Они заглушили мотоциклы и курят на дороге между поворотом и калиткой, никак не обойти. Высокий, с волосами, собранными в короткий светлый хвост, атлетично сложенный – это Кот. Его фамилия Котов, но все зовут его Кот, и в той компании он главный. Его отец живет на улице Первого Мая, а Кот приезжает к нему на лето и каждый вечер с ревом проносится по улицам на своем мотоцикле – тяжелом, с блестящими красными боками и надписью «ИЖ» на бензобаке. На обочине парень пониже, жилистый, будто свитый из веревок, – Дима Крученов, Крученый, из девяносто второго дома, у него мама работает в магазине. Он тоже на мотоцикле. Еще двоих, плотных, коренастых и курящих, одетых, как близнецы, в одинаковые черные джинсовки, Женя видит впервые.

Обычно она разворачивается, пока ее не видели, и гуляет еще немного, ждет, пока они уедут, но сейчас ей срочно нужно в туалет – чай Лаили Ильиничны просится наружу. Она торопится, старается держаться от мотоциклов и парней подальше, глядит под ноги, на вытертый сотнями ботинок и шин асфальт, на пакет в собственных руках. Как будто если не поднимать голову, то никто Женю не заметит.

Но это не работает. Никогда не работало, на самом деле.

Разговор парней стихает, они все ждут, когда она подойдет ближе. Под их взглядами Женя как будто голая.

Кот заступает ей дорогу. Женя видит край футболки, джинсы, кроссы.

– Смирнова, покажи сиськи! – говорит он со смехом.

– Как отрастила такие? – спрашивает незнакомый Жене парень.

Женя огибает его и едва не наталкивается на третьего.

– Да у нее там лифчик с поролоном.

– Капусты много ела?

Женя ускоряет шаг.

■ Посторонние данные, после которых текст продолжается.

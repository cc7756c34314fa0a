// File: crates/radar-core/src/editor.rs
// Summary: Headless data-editor state: rows of raw text, validity, draw gate.

use crate::chart::RadarChart;
use crate::data::{self, ChartItem, DataSet};

/// One editable row: raw text fields as the user typed them, plus a stable id
/// so rows can be removed without disturbing their order.
#[derive(Clone, Debug, PartialEq, Eq)]
pub struct EditorRow {
    pub id: u64,
    pub label: String,
    pub value: String,
}

/// Editor state for the chart's input form. Every mutation replaces the
/// derived item list wholesale; nothing downstream aliases the rows.
#[derive(Clone, Debug)]
pub struct Editor {
    rows: Vec<EditorRow>,
    next_id: u64,
    pub by_max: bool,
}

impl Editor {
    /// A new editor starts with a single empty row.
    pub fn new() -> Self {
        let mut editor = Self {
            rows: Vec::new(),
            next_id: 1,
            by_max: false,
        };
        editor.add_row();
        editor
    }

    pub fn rows(&self) -> &[EditorRow] {
        &self.rows
    }

    /// Append an empty row and return its id.
    pub fn add_row(&mut self) -> u64 {
        let id = self.next_id;
        self.next_id += 1;
        self.rows.push(EditorRow {
            id,
            label: String::new(),
            value: "0".to_owned(),
        });
        id
    }

    /// Remove the row with `id`; unknown ids are ignored.
    pub fn remove_row(&mut self, id: u64) {
        self.rows.retain(|row| row.id != id);
    }

    pub fn set_label(&mut self, id: u64, label: &str) {
        if let Some(row) = self.rows.iter_mut().find(|row| row.id == id) {
            label.clone_into(&mut row.label);
        }
    }

    pub fn set_value(&mut self, id: u64, value: &str) {
        if let Some(row) = self.rows.iter_mut().find(|row| row.id == id) {
            value.clone_into(&mut row.value);
        }
    }

    pub fn toggle_by_max(&mut self) {
        self.by_max = !self.by_max;
    }

    /// Current rows parsed into chart items, in entry order.
    pub fn snapshot(&self) -> Vec<ChartItem> {
        self.rows
            .iter()
            .map(|row| ChartItem::parse(&row.label, &row.value))
            .collect()
    }

    /// Validity invariant: at least two rows, every value parseable.
    pub fn is_valid(&self) -> bool {
        data::is_valid(&self.snapshot())
    }

    /// Gate for the draw action: valid and with a nonzero divisor, so a
    /// triggered render always paints.
    pub fn can_draw(&self) -> bool {
        self.chart().is_some()
    }

    /// Build the chart for the current state, or `None` when it would not
    /// draw anything.
    pub fn chart(&self) -> Option<RadarChart> {
        let data = DataSet::new(&self.snapshot()).ok()?;
        let chart = RadarChart::new(data).with_by_max(self.by_max);
        chart.is_drawable().then_some(chart)
    }
}

impl Default for Editor {
    fn default() -> Self {
        Self::new()
    }
}
// File: crates/radar-core/src/theme.rs
// Summary: Color type and theme presets for chart rendering.

/// 8-bit ARGB color, backend-agnostic.
#[derive(Clone, Copy, Debug, PartialEq, Eq)]
pub struct Color {
    pub a: u8,
    pub r: u8,
    pub g: u8,
    pub b: u8,
}

impl Color {
    pub const fn from_argb(a: u8, r: u8, g: u8, b: u8) -> Self {
        Self { a, r, g, b }
    }

    pub const fn from_rgb(r: u8, g: u8, b: u8) -> Self {
        Self::from_argb(255, r, g, b)
    }
}

#[derive(Clone, Copy, Debug)]
pub struct Theme {
    pub name: &'static str,
    pub background: Color,
    pub grid: Color,
    pub marker: Color,
    pub polygon: Color,
    pub label: Color,
}

impl Theme {
    /// The original palette: white surface, black grid and markers, red data
    /// polygon.
    pub fn classic() -> Self {
        Self {
            name: "classic",
            background: Color::from_rgb(255, 255, 255),
            grid: Color::from_rgb(0, 0, 0),
            marker: Color::from_rgb(0, 0, 0),
            polygon: Color::from_rgb(255, 0, 0),
            label: Color::from_rgb(0, 0, 0),
        }
    }

    pub fn dark() -> Self {
        Self {
            name: "dark",
            background: Color::from_rgb(18, 18, 20),
            grid: Color::from_rgb(110, 110, 120),
            marker: Color::from_rgb(200, 200, 210),
            polygon: Color::from_rgb(235, 70, 70),
            label: Color::from_rgb(235, 235, 245),
        }
    }
}

impl Default for Theme {
    fn default() -> Self {
        Self::classic()
    }
}

/// Return the built-in theme presets.
pub fn presets() -> Vec<Theme> {
    vec![Theme::classic(), Theme::dark()]
}

/// Find a theme by its `name`, falling back to classic.
pub fn find(name: &str) -> Theme {
    for t in presets() {
        if t.name.eq_ignore_ascii_case(name) {
            return t;
        }
    }
    Theme::classic()
}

Она слышит хруст песка за спиной, сопение. Чья-то рука проскальзывает под ее локтем, ложится на правую грудь и сжимает ее.

– Не поролон! – кричит пацан, как победитель, а Женя мрачным чудищем бежит прочь с поля боя, чувствуя, как ноет сдавленная грудь. Прячется за калитку, ставит на землю пакет с одеждой и лишь тогда разрешает себе заплакать.


Теперь, когда по телику говорят об октябре девяносто третьего, добавляют о каких-то «открывшихся фактах». Показывают дорогу от ВДНХ к Останкино: едут фургоны и автобусы, митингующие приветственно им машут и свистят, гуляют ряженые казаки, а в телецентре уже ждет спецназ и триста двадцать автоматов, пулеметов и винтовок – так говорит ведущий. Потом говорят о Ельцине, показывают, как он спускается по трапу, машет рукой.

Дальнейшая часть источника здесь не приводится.